Вхожий в «Зеленую лампу» Адамович, не в пример ей, знал советскую литературу превосходно (намного лучше, чем Набоков, об авторах метрополии осведомленный поверхностно: будучи профессором-русистом, он нигде, ни разу не упомянул ни о Булгакове, ни о Платонове, ни о Бабеле — можно подумать, и не подозревал, что они существуют). В еженедельных статьях Адамовича все стоящие внимания московские и ленинградские новинки получали оценку достаточно объективную, хотя, разумеется, отвечающую все более твердо им отстаиваемой мысли, что в эмиграции, этой «зияющей пустоте», где «за человеком нет народа», поэзия угасает, так как ей жизненно необходима «общая, животворящая, мутная, родная стихия», а приходится существовать в разреженной атмосфере, где выживают только одинокие титаны наподобие героев Ибсена («здесь воздух для Брандов»). Хотя Адамовича считали апологетом той школы, которую именуют «парижской нотой» (с нею, а особенно с Георгием Ивановым, Набоков враждовал непримиримо), при сопоставлении стихов молодых парижан и петербуржцев предпочтение (в статье «Петербургские сборники стихов», 1927) он отдал последним. И отметил, что у них есть что-то совершенно не свойственное мизантропически настроенной, пропитанной отчаянием поэзии эмигрантского «незамеченного поколения». Петербуржцы привлекают «легким дыханием, легким ощущением жизни, — да, легким, несмотря на цензуру, гнет и все остальное…».

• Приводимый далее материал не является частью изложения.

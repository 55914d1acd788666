//! HTTP route handlers for the counter.
//!
//! # Route Structure
//!
//! ```text
//! GET  /health                      - Liveness check
//! GET  /health/ready                - Readiness check (catalog service reachable)
//!
//! # Counter (customer surface)
//! GET    /counter/products?q=       - Search products (per-surface query)
//! GET    /counter/cart              - Cart lines and totals
//! POST   /counter/cart/add          - Add one unit
//! POST   /counter/cart/update       - Increment or decrement a line
//! POST   /counter/cart/remove       - Remove a line
//! POST   /counter/lookup            - Resolve a typed barcode
//! POST   /counter/scan              - Decode once from the scanner
//! POST   /counter/scan/cancel       - Cancel active decode sessions
//! POST   /counter/pay               - Pay for one cart line
//! GET    /counter/payment           - Payment status
//! POST   /counter/refresh           - Reload the catalog
//!
//! # Admin
//! GET    /admin/products?q=         - Search products (per-surface query)
//! POST   /admin/products            - Add a product
//! PUT    /admin/products/{barcode}  - Edit a product
//! DELETE /admin/products/{barcode}  - Delete a product
//! GET    /admin/scan/stream         - Continuous decode (SSE)
//! POST   /admin/refresh             - Reload the catalog
//! ```

pub mod admin;
pub mod counter;
pub mod views;

use apotek_core::RefreshReport;
use axum::{
    Json, Router,
    extract::State,
    http::StatusCode,
    routing::{get, post, put},
};
use serde::Serialize;
use tower_http::trace::TraceLayer;

use crate::error::Result;
use crate::notify::Notification;
use crate::state::AppState;

/// Build the full application router.
pub fn router(state: AppState) -> Router {
    Router::new()
        .route("/health", get(health))
        .route("/health/ready", get(readiness))
        .nest("/counter", counter_routes())
        .nest("/admin", admin_routes())
        .layer(TraceLayer::new_for_http())
        .with_state(state)
}

/// Create the customer counter routes router.
pub fn counter_routes() -> Router<AppState> {
    Router::new()
        .route("/products", get(counter::products))
        .route("/cart", get(counter::cart))
        .route("/cart/add", post(counter::add))
        .route("/cart/update", post(counter::update))
        .route("/cart/remove", post(counter::remove))
        .route("/lookup", post(counter::lookup))
        .route("/scan", post(counter::scan))
        .route("/scan/cancel", post(counter::cancel_scan))
        .route("/pay", post(counter::pay))
        .route("/payment", get(counter::payment))
        .route("/refresh", post(refresh))
}

/// Create the admin routes router.
pub fn admin_routes() -> Router<AppState> {
    Router::new()
        .route("/products", get(admin::products).post(admin::create))
        .route(
            "/products/{barcode}",
            put(admin::update).delete(admin::delete),
        )
        .route("/scan/stream", get(admin::scan_stream))
        .route("/refresh", post(refresh))
}

/// Liveness health check endpoint.
///
/// Returns "ok" if the server is running. Does not check dependencies.
async fn health() -> &'static str {
    "ok"
}

/// Readiness health check endpoint.
///
/// Returns 503 Service Unavailable if the catalog service is not reachable.
async fn readiness(State(state): State<AppState>) -> StatusCode {
    match state.session().client().list_products().await {
        Ok(_) => StatusCode::OK,
        Err(_) => StatusCode::SERVICE_UNAVAILABLE,
    }
}

/// Response for a catalog reload.
#[derive(Debug, Serialize)]
pub struct RefreshResponse {
    pub notification: Notification,
    pub report: RefreshReport,
}

/// Reload the catalog from the service.
///
/// POST /counter/refresh, POST /admin/refresh
async fn refresh(State(state): State<AppState>) -> Result<Json<RefreshResponse>> {
    let report = state.session().refresh().await?;

    let notification = if report.adjustments.is_empty() {
        Notification::success("Catalog refreshed", format!("{} products loaded", report.products))
    } else {
        Notification::warning(
            "Catalog refreshed",
            format!(
                "{} products loaded; {} cart lines adjusted to current stock",
                report.products,
                report.adjustments.len()
            ),
        )
    };

    Ok(Json(RefreshResponse {
        notification,
        report,
    }))
}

С мертвенностью, которой тянет уже от самого псевдонима Мортус, это (и еще многие в таком же роде) высказывание явно не вяжется, и вызывает сомнение точность имени, выбранного Сириным для обозначения главенствующего качества своего антагониста в литературе. Еще сомнительнее реальная обоснованность тирады, вложенной в уста Мортуса, когда, изысканными приемами разгромив кончеевский сборник, он говорит об «отрадном облегчении», которое наступает, если вслед подобным стихам обратиться «к любому человеческому документу», желательно — советского изготовления. Этот пассаж давал бы ясное представление о безвкусице Мортуса, если бы можно было найти аналогичные места у Адамовича. Но их нет. Никогда Адамович не отрекался от требований искусства во имя высоко им ценимой подлинности свидетельства о переживаемом времени. И о советской литературе, оставаясь по отношению к ней максимально объективным, радуясь, когда появлялось что-то неподдельно значительное (в частности, и книгам Платонова, чей масштаб он ощутил раньше всех и первым указал на родственную связь этого писателя с Пушкиным), Адамович, однако, судил без всякой умиленности. Ужасался «медленному одичанию», которое в ней происходит. Говорил о трусости, о безграмотности духа, подмененного заносчивостью и невежеством.

Перейти на страницу:

Похожие книги

Адмирал Советского Союза
Адмирал Советского Союза

Николай Герасимович Кузнецов – адмирал Флота Советского Союза, один из тех, кому мы обязаны победой в Великой Отечественной войне. В 1939 г., по личному указанию Сталина, 34-летний Кузнецов был назначен народным комиссаром ВМФ СССР. Во время войны он входил в Ставку Верховного Главнокомандования, оперативно и энергично руководил флотом. За свои выдающиеся заслуги Н.Г. Кузнецов получил высшее воинское звание на флоте и стал Героем Советского Союза.В своей книге Н.Г. Кузнецов рассказывает о своем боевом пути начиная от Гражданской войны в Испании до окончательного разгрома гитлеровской Германии и поражения милитаристской Японии. Оборона Ханко, Либавы, Таллина, Одессы, Севастополя, Москвы, Ленинграда, Сталинграда, крупнейшие операции флотов на Севере, Балтике и Черном море – все это есть в книге легендарного советского адмирала. Кроме того, он вспоминает о своих встречах с высшими государственными, партийными и военными руководителями СССР, рассказывает о методах и стиле работы И.В. Сталина, Г.К. Жукова и многих других известных деятелей своего времени.Воспоминания впервые выходят в полном виде, ранее они никогда не издавались под одной обложкой.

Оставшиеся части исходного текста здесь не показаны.